I tried some honey I got at a farmer's market and noticed it was really thick compared to regular honey you buy at any supermarket.
4 Answers
The raw honey at your farmer's market is likely unfiltered.
Usually raw, unfiltered raw honey can only be purchased directly from the bee farm. Characterised by fine textured crystals, it looks cloudier and contains particles and flecks made of bee pollen, honeycomb bits, propolis, and even broken bee wing fragments. Raw and unfiltered honey and has a high antioxidant level and will usually granulate and crystallize to a thick consistency after a few months. It is usually preferred as a spread on bread and waffles, or dissolved in hot coffee or tea. However, as most consumers are naturally attracted to buying and eating crystal clear and clean honey, unfiltered honey which looks cloudy and unappealing, is not commercially available on supermarket shelves.
Additionally, the pasteurization process helps keep the honey more liquid:
A lot of honey found in the supermarket is not raw honey but "commercial" regular honey, some of which has been pasteurized (heated at 70 degrees Celsius or more, followed by rapid cooling) for easy filtering and bottling so that it looks cleaner and smoother, more appealing on the shelf, and easier to handle and package. ... Heating also slows down the speed of crystallization in liquid honey. ... you may also find raw honey that are unprocessed but slightly warmed to retard granulation for a short period of time and allow light straining and packing into containers for sale.
This should be a comment but I am not yet able to do so.
My neighbour is a beekeeper and I asked him the same thing yesterday. The reason why (or rather when) honey crystallises or not is because of the ratio of glucose to fructose. The former tends to crystallise, the latter not so much, but in general every honey crystallises when left alone. Now as Chris already said, most commercial honey is heated to keep it fluid and more appealing (to some).
Acacia honey for example stays fluid for long periods of time even without heating, because of the high fructose content (but you can't really tell bees where to go, so no honey, whether from this or that flower, is 'pure').
There is also a honey that's really creamy, with a texture similar to Nutella. This is the result of stirring the honey continuously during the crystallisation process. This breaks up the bigger crystals into smaller ones which are submerged in the liquid part. Stirring also creates tiny air bubbles further contributing to the creamy texture.
Everything I wrote is only true for raw, unheated honey. I have no idea how creamy honey is made commercially, or how the productions differs.
In many countries, honey is usually labelled as "pure honey" and should not be adulterated with water or any other additive. Honey is expensive, so the honey companies use a nasty little trick to cheat a few cents from the unsuspecting buyer. When bees collect nectar, it is thinner than honey.

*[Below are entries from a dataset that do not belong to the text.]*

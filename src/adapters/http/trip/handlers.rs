//! HTTP handlers for trip endpoints.

use std::sync::Arc;

use axum::{
    extract::{rejection::JsonRejection, Path, State},
    http::StatusCode,
    response::{IntoResponse, Response},
    Json,
};
use serde_json::json;

use crate::application::handlers::trip::{
    CreateTripCommand, CreateTripHandler, DeleteTripCommand, DeleteTripHandler,
    ExportTripHandler, ExportTripQuery, GetTripHandler, GetTripQuery, ListTripsHandler,
    UpdateTripCommand, UpdateTripHandler,
};
use crate::domain::foundation::TripId;
use crate::domain::trip::TripError;
use crate::ports::{TripDocumentRenderer, TripReader, TripRepository};

use super::dto::{ErrorResponse, ExportResponse, MessageResponse, TripRequest, TripResponse};

// ════════════════════════════════════════════════════════════════════════════
// Application State
// ════════════════════════════════════════════════════════════════════════════

/// Shared application state containing all dependencies.
#[derive(Clone)]
pub struct TripAppState {
    pub repository: Arc<dyn TripRepository>,
    pub reader: Arc<dyn TripReader>,
    pub renderer: Arc<dyn TripDocumentRenderer>,
}

impl TripAppState {
    pub fn new(
        repository: Arc<dyn TripRepository>,
        reader: Arc<dyn TripReader>,
        renderer: Arc<dyn TripDocumentRenderer>,
    ) -> Self {
        Self {
            repository,
            reader,
            renderer,
        }
    }

    pub fn create_trip_handler(&self) -> CreateTripHandler {
        CreateTripHandler::new(self.repository.clone())
    }

    pub fn update_trip_handler(&self) -> UpdateTripHandler {
        UpdateTripHandler::new(self.repository.clone())
    }

    pub fn delete_trip_handler(&self) -> DeleteTripHandler {
        DeleteTripHandler::new(self.repository.clone())
    }

    pub fn get_trip_handler(&self) -> GetTripHandler {
        GetTripHandler::new(self.reader.clone())
    }

    pub fn list_trips_handler(&self) -> ListTripsHandler {
        ListTripsHandler::new(self.reader.clone())
    }

    pub fn export_trip_handler(&self) -> ExportTripHandler {
        ExportTripHandler::new(self.reader.clone(), self.renderer.clone())
    }
}

// ════════════════════════════════════════════════════════════════════════════
// Command Handlers
// ════════════════════════════════════════════════════════════════════════════

/// POST /trips - Create a new trip
pub async fn create_trip(
    State(state): State<TripAppState>,
    body: Result<Json<TripRequest>, JsonRejection>,
) -> Response {
    let fields = match parse_body(body) {
        Ok(fields) => fields,
        Err(response) => return response,
    };

    match state
        .create_trip_handler()
        .handle(CreateTripCommand { fields })
        .await
    {
        Ok(trip) => (StatusCode::CREATED, Json(TripResponse::from(&trip))).into_response(),
        Err(e) => handle_trip_error(e),
    }
}

/// PUT /trips/:id - Replace a trip's fields
pub async fn update_trip(
    State(state): State<TripAppState>,
    Path(trip_id): Path<String>,
    body: Result<Json<TripRequest>, JsonRejection>,
) -> Response {
    let trip_id = match parse_trip_id(&trip_id) {
        Ok(id) => id,
        Err(response) => return response,
    };
    // Unknown ids are reported before the body is looked at.
    if let Err(e) = state
        .get_trip_handler()
        .handle(GetTripQuery { trip_id })
        .await
    {
        return handle_trip_error(e);
    }
    let fields = match parse_body(body) {
        Ok(fields) => fields,
        Err(response) => return response,
    };

    match state
        .update_trip_handler()
        .handle(UpdateTripCommand { trip_id, fields })
        .await
    {
        Ok(trip) => (StatusCode::OK, Json(TripResponse::from(&trip))).into_response(),
        Err(e) => handle_trip_error(e),
    }
}

/// DELETE /trips/:id - Delete a trip and its paths
pub async fn delete_trip(
    State(state): State<TripAppState>,
    Path(trip_id): Path<String>,
) -> Response {
    let trip_id = match parse_trip_id(&trip_id) {
        Ok(id) => id,
        Err(response) => return response,
    };

    match state
        .delete_trip_handler()
        .handle(DeleteTripCommand { trip_id })
        .await
    {
        Ok(()) => (
            StatusCode::OK,
            Json(MessageResponse {
                message: "Trip deleted successfully".to_string(),
            }),
        )
            .into_response(),
        Err(e) => handle_trip_error(e),
    }
}

// ════════════════════════════════════════════════════════════════════════════
// Query Handlers
// ════════════════════════════════════════════════════════════════════════════

/// GET /trips - List every trip
pub async fn list_trips(State(state): State<TripAppState>) -> Response {
    match state.list_trips_handler().handle().await {
        Ok(trips) => {
            let response: Vec<TripResponse> = trips.iter().map(TripResponse::from).collect();
            (StatusCode::OK, Json(response)).into_response()
        }
        Err(e) => handle_trip_error(e),
    }
}

/// GET /trips/:id - Get one trip
pub async fn get_trip(
    State(state): State<TripAppState>,
    Path(trip_id): Path<String>,
) -> Response {
    let trip_id = match parse_trip_id(&trip_id) {
        Ok(id) => id,
        Err(response) => return response,
    };

    match state
        .get_trip_handler()
        .handle(GetTripQuery { trip_id })
        .await
    {
        Ok(trip) => (StatusCode::OK, Json(TripResponse::from(&trip))).into_response(),
        Err(e) => handle_trip_error(e),
    }
}

/// GET|POST /trips/:id/export - Render the trip into a document
pub async fn export_trip(
    State(state): State<TripAppState>,
    Path(trip_id): Path<String>,
) -> Response {
    let trip_id = match parse_trip_id(&trip_id) {
        Ok(id) => id,
        Err(response) => return response,
    };

    match state
        .export_trip_handler()
        .handle(ExportTripQuery { trip_id })
        .await
    {
        Ok(document) => (StatusCode::OK, Json(ExportResponse::from(document))).into_response(),
        Err(e) => handle_trip_error(e),
    }
}

// ════════════════════════════════════════════════════════════════════════════
// Helpers
// ════════════════════════════════════════════════════════════════════════════

fn parse_trip_id(raw: &str) -> Result<TripId, Response> {
    raw.parse::<TripId>().map_err(|_| {
        (
            StatusCode::BAD_REQUEST,
            Json(ErrorResponse::bad_request(format!("Invalid trip ID: {}", raw))),
        )
            .into_response()
    })
}

fn parse_body(
    body: Result<Json<TripRequest>, JsonRejection>,
) -> Result<crate::domain::trip::TripFields, Response> {
    let Json(req) = body.map_err(|rejection| {
        (
            StatusCode::BAD_REQUEST,
            Json(ErrorResponse::bad_request(rejection.body_text())),
        )
            .into_response()
    })?;

    req.into_fields()
        .map_err(|e| handle_trip_error(TripError::from(e)))
}

/// Maps trip errors to HTTP responses.
fn handle_trip_error(error: TripError) -> Response {
    match error {
        TripError::ValidationFailed { field, message } => {
            tracing::debug!(%field, %message, "Rejected trip request");
            (
                StatusCode::BAD_REQUEST,
                Json(
                    ErrorResponse::new("VALIDATION_FAILED", message)
                        .with_details(json!({ "field": field })),
                ),
            )
                .into_response()
        }
        TripError::NotFound(_) => (
            StatusCode::NOT_FOUND,
            Json(ErrorResponse::new(error.code(), error.to_string())),
        )
            .into_response(),
        TripError::Upstream { status, ref body } => {
            tracing::error!(status, body = %body, "Template service rejected export");
            let response = ErrorResponse::new(error.code(), error.to_string())
                .with_details(json!({ "status": status, "body": body }));
            (StatusCode::INTERNAL_SERVER_ERROR, Json(response)).into_response()
        }
        other => {
            tracing::error!(code = other.code(), error = %other, "Trip request failed");
            (
                StatusCode::INTERNAL_SERVER_ERROR,
                Json(ErrorResponse::new(other.code(), other.to_string())),
            )
                .into_response()
        }
    }
}

#[cfg(test)]
mod tests {
    use super::*;
    use crate::domain::foundation::TripId;

    async fn body_json(response: Response) -> serde_json::Value {
        let bytes = axum::body::to_bytes(response.into_body(), usize::MAX)
            .await
            .unwrap();
        serde_json::from_slice(&bytes).unwrap()
    }

    #[test]
    fn parse_trip_id_rejects_non_integer() {
        let response = parse_trip_id("abc").unwrap_err();
        assert_eq!(response.status(), StatusCode::BAD_REQUEST);
    }

    #[test]
    fn parse_trip_id_accepts_integer() {
        assert_eq!(parse_trip_id("12").unwrap(), TripId::new(12));
    }

    #[tokio::test]
    async fn not_found_maps_to_404() {
        let response = handle_trip_error(TripError::NotFound(TripId::new(9)));
        assert_eq!(response.status(), StatusCode::NOT_FOUND);
        let body = body_json(response).await;
        assert_eq!(body["code"], "TRIP_NOT_FOUND");
        assert_eq!(body["message"], "Trip not found: 9");
    }

    #[tokio::test]
    async fn validation_maps_to_400_with_field() {
        let response = handle_trip_error(TripError::validation("days", "too large"));
        assert_eq!(response.status(), StatusCode::BAD_REQUEST);
        let body = body_json(response).await;
        assert_eq!(body["details"]["field"], "days");
    }

    #[tokio::test]
    async fn upstream_maps_to_500_with_status_and_body() {
        let response = handle_trip_error(TripError::Upstream {
            status: 403,
            body: "forbidden".to_string(),
        });
        assert_eq!(response.status(), StatusCode::INTERNAL_SERVER_ERROR);
        let body = body_json(response).await;
        assert_eq!(body["code"], "UPSTREAM_ERROR");
        assert_eq!(body["details"]["status"], 403);
        assert_eq!(body["details"]["body"], "forbidden");
    }

    #[tokio::test]
    async fn store_error_maps_to_500_with_message() {
        let response = handle_trip_error(TripError::store("Failed to delete trip 3: gone"));
        assert_eq!(response.status(), StatusCode::INTERNAL_SERVER_ERROR);
        let body = body_json(response).await;
        assert_eq!(body["message"], "Failed to delete trip 3: gone");
    }
}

They dump this nectar from their stomachs into honey cells and a row of bees at the bottom of the hive fan their wings to ventilate the hive. This dries the nectar, making it thicker and when it is thick enough, it becomes honey and the bees seal over the cell. Of course, its volume reduces when this happens as water is lost to evaporation. A small scale or craft beekeper will only take a frame of honeycomb out of the hive when it is ready, uncap the cells with a special knife and collect the nice thick honey. In commercial honey farms, they don't usually do this, instead, they don't wait for the honey cells to be capped off but they take out the honeycomb before the honey is properly thicked and extract it in a centrifugal machine before returning the empty combs to the hive. This way, the companies can squeeze a little more honey from each hive as it hasn't reduced volume so much during the ventilation process in the hive as much as proper honey. The customer gets a more runny and inferior product. It is theoretically possible that an unscrupulous producer may break product description law by adding water to the product to bulk it up, as this sort of adulteration is very hard to disprove - honey is partly water after all. Filtration removes bits of dead bee and wax from the honey but does nothing to change the thickness.
Commercial honey is frequently adulterated. It's not the same consistency because it's not pure honey.